◆ Action item
Would you write out, word for word, each line of the records below from the top through the one holding "if out.calls > 0 && !delay.is_zero()"?

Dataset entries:

┄┄┄┄┄┄┄┄┄┄

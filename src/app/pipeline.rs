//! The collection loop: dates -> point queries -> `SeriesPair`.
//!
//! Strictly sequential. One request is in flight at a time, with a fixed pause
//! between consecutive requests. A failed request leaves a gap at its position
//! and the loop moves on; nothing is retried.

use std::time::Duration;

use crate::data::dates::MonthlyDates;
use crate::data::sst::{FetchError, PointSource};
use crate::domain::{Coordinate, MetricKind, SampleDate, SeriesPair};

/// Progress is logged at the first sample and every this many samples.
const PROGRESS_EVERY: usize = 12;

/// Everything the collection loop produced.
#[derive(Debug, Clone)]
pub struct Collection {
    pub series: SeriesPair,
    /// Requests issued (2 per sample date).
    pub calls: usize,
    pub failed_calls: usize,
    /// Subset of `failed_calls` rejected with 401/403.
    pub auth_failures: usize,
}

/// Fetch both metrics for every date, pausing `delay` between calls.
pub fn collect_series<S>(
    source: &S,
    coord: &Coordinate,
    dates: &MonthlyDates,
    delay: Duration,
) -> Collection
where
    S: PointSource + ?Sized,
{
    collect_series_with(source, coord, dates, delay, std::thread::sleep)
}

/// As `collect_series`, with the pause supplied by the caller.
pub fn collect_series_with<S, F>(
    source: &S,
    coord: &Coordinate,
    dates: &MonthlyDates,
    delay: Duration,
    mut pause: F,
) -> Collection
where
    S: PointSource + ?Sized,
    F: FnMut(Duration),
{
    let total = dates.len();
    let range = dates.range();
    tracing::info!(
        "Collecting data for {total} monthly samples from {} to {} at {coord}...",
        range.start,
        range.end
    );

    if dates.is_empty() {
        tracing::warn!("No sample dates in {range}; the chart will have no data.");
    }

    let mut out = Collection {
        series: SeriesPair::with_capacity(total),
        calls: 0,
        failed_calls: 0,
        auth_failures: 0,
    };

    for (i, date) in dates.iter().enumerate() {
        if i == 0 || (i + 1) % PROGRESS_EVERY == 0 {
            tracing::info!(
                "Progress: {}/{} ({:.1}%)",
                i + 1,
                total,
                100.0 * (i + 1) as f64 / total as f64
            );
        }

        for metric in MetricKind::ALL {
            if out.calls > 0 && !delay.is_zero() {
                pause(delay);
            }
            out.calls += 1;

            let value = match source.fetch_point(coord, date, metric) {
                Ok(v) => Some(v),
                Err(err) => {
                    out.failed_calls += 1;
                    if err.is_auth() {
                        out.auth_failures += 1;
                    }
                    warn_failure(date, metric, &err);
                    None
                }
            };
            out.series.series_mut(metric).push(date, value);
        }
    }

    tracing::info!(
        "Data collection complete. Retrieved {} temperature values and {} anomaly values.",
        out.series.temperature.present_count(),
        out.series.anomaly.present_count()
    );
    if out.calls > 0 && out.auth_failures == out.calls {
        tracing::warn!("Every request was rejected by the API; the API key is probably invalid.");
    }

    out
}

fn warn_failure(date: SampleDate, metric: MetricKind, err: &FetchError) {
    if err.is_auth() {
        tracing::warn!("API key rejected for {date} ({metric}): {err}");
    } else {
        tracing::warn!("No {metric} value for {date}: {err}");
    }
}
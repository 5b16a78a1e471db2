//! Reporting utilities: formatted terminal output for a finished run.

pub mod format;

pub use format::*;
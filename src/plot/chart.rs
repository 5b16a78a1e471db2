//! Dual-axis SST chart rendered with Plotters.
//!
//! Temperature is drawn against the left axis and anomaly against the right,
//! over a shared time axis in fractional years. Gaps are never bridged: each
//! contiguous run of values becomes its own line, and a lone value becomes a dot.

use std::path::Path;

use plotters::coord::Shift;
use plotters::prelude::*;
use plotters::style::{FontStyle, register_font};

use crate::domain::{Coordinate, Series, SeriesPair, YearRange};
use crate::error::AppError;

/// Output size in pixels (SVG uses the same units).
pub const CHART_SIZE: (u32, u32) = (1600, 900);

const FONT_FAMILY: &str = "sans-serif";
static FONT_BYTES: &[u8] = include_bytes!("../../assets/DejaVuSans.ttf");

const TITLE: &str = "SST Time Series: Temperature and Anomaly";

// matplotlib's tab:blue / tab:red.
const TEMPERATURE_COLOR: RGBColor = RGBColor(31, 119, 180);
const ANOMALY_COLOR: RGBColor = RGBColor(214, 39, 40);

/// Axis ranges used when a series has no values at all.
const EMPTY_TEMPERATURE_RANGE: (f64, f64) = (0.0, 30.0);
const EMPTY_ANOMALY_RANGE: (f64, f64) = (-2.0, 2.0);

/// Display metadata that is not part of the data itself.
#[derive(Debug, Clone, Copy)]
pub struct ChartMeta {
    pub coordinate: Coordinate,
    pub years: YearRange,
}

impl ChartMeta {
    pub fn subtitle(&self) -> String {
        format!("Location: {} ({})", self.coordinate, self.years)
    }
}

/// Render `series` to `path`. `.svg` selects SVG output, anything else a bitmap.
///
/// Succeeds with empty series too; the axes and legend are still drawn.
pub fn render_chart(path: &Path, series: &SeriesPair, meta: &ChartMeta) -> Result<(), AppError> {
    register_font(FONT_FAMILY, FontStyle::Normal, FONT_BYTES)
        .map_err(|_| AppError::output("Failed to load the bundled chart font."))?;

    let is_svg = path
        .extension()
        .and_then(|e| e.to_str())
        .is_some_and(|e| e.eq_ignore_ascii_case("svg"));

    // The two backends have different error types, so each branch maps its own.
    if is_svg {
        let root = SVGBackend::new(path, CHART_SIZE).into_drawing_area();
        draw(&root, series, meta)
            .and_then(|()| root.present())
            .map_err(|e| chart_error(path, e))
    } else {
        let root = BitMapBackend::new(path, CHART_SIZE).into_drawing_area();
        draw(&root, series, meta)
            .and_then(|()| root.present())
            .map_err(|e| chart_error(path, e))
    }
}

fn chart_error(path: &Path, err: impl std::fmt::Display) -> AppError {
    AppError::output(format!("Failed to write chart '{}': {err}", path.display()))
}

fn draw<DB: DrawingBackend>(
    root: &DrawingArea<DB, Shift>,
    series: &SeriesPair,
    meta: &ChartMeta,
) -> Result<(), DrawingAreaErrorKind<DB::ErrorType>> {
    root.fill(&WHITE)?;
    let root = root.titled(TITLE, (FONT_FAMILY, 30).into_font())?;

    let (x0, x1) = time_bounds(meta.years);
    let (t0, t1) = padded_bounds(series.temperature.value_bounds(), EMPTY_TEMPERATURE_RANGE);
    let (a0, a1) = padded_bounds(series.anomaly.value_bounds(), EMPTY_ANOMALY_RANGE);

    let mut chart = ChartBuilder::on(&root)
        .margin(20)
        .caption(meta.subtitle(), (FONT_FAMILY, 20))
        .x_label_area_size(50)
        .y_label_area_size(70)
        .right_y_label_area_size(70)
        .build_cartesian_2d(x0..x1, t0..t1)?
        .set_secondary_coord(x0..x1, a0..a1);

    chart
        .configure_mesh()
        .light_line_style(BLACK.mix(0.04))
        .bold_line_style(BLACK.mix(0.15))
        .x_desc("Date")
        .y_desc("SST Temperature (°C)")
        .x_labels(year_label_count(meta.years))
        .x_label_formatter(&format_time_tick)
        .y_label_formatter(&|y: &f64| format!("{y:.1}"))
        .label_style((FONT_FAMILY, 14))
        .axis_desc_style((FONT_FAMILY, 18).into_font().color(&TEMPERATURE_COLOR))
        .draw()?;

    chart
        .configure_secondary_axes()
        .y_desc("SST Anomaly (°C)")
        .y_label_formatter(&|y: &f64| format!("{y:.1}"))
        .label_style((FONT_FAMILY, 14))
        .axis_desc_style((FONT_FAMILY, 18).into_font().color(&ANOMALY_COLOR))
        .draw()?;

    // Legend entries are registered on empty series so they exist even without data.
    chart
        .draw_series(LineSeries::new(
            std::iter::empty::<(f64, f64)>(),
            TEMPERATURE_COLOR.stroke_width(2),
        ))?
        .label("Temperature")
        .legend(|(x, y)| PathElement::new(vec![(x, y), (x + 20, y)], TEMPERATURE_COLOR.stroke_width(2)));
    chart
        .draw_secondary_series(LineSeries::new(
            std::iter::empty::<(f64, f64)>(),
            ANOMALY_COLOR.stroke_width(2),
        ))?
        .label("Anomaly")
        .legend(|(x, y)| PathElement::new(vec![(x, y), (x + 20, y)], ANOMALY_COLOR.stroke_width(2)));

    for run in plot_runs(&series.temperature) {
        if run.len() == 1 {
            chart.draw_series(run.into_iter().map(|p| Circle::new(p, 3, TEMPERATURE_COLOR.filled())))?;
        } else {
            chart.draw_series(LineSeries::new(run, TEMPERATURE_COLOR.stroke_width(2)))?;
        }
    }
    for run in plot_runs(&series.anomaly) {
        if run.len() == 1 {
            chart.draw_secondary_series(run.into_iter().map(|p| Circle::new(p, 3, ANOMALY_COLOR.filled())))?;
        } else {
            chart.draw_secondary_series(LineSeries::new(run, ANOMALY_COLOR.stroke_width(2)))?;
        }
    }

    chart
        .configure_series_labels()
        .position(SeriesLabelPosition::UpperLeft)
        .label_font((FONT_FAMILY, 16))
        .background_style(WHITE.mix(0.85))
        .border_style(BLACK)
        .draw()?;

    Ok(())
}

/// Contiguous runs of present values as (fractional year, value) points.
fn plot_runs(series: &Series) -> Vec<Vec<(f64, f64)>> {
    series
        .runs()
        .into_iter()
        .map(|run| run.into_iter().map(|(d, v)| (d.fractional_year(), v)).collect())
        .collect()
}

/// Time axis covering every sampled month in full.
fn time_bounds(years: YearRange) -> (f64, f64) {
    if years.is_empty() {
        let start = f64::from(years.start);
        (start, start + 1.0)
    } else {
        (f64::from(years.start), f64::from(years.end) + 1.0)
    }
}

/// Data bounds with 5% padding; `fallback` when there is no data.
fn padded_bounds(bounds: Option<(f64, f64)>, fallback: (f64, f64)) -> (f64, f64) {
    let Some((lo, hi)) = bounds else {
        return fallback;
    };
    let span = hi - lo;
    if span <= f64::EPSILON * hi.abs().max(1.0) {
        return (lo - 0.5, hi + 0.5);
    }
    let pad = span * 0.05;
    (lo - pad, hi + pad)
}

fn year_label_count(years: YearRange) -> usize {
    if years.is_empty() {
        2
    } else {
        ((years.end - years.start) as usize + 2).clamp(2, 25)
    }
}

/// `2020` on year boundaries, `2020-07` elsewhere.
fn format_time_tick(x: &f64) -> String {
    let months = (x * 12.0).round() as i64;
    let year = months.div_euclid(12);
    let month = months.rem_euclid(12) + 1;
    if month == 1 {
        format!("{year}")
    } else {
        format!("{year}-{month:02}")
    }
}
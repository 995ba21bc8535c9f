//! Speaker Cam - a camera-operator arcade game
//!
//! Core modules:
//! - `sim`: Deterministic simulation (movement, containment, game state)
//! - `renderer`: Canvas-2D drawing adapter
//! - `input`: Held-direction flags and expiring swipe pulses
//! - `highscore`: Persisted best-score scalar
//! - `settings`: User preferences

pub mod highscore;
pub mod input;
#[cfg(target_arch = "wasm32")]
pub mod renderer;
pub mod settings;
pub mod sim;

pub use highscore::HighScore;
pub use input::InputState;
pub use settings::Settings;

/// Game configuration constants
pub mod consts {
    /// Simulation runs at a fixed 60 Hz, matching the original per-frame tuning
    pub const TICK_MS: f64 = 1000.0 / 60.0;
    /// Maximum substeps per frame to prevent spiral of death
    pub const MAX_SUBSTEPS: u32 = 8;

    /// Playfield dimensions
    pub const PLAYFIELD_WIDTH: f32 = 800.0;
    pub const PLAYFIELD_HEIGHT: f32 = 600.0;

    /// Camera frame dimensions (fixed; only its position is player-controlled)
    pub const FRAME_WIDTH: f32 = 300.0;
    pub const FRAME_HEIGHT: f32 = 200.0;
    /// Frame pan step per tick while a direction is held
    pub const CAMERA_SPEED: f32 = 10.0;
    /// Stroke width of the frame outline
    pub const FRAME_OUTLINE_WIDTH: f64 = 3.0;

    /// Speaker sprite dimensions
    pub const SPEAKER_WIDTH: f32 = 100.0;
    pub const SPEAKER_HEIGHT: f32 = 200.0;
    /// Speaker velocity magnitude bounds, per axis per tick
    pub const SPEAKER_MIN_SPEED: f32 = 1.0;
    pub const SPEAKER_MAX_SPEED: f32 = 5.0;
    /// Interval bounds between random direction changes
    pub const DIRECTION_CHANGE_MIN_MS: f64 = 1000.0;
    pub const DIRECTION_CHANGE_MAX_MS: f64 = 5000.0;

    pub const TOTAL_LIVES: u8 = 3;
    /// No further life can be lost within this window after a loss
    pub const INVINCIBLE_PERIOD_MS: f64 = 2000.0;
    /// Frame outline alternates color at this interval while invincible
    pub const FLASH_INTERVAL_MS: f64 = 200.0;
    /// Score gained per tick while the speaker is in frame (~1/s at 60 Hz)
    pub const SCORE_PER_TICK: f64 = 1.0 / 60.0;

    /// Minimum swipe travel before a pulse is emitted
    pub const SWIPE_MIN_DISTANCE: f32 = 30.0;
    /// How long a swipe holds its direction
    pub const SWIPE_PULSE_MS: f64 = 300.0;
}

┄┄┄┄┄┄┄┄┄┄

◆ Result of this task
filename src/app/pipeline.rs
//! The collection loop: dates -> point queries -> `SeriesPair`.
//!
//! Strictly sequential. One request is in flight at a time, with a fixed pause
//! between consecutive requests. A failed request leaves a gap at its position
//! and the loop moves on; nothing is retried.

use std::time::Duration;

use crate::data::dates::MonthlyDates;
use crate::data::sst::{FetchError, PointSource};
use crate::domain::{Coordinate, MetricKind, SampleDate, SeriesPair};

/// Progress is logged at the first sample and every this many samples.
const PROGRESS_EVERY: usize = 12;

/// Everything the collection loop produced.
#[derive(Debug, Clone)]
pub struct Collection {
    pub series: SeriesPair,
    /// Requests issued (2 per sample date).
    pub calls: usize,
    pub failed_calls: usize,
    /// Subset of `failed_calls` rejected with 401/403.
    pub auth_failures: usize,
}

/// Fetch both metrics for every date, pausing `delay` between calls.
pub fn collect_series<S>(
    source: &S,
    coord: &Coordinate,
    dates: &MonthlyDates,
    delay: Duration,
) -> Collection
where
    S: PointSource + ?Sized,
{
    collect_series_with(source, coord, dates, delay, std::thread::sleep)
}

/// As `collect_series`, with the pause supplied by the caller.
pub fn collect_series_with<S, F>(
    source: &S,
    coord: &Coordinate,
    dates: &MonthlyDates,
    delay: Duration,
    mut pause: F,
) -> Collection
where
    S: PointSource + ?Sized,
    F: FnMut(Duration),
{
    let total = dates.len();
    let range = dates.range();
    tracing::info!(
        "Collecting data for {total} monthly samples from {} to {} at {coord}...",
        range.start,
        range.end
    );

    if dates.is_empty() {
        tracing::warn!("No sample dates in {range}; the chart will have no data.");
    }

    let mut out = Collection {
        series: SeriesPair::with_capacity(total),
        calls: 0,
        failed_calls: 0,
        auth_failures: 0,
    };

    for (i, date) in dates.iter().enumerate() {
        if i == 0 || (i + 1) % PROGRESS_EVERY == 0 {
            tracing::info!(
                "Progress: {}/{} ({:.1}%)",
                i + 1,
                total,
                100.0 * (i + 1) as f64 / total as f64
            );
        }

        for metric in MetricKind::ALL {
            if out.calls > 0 && !delay.is_zero() {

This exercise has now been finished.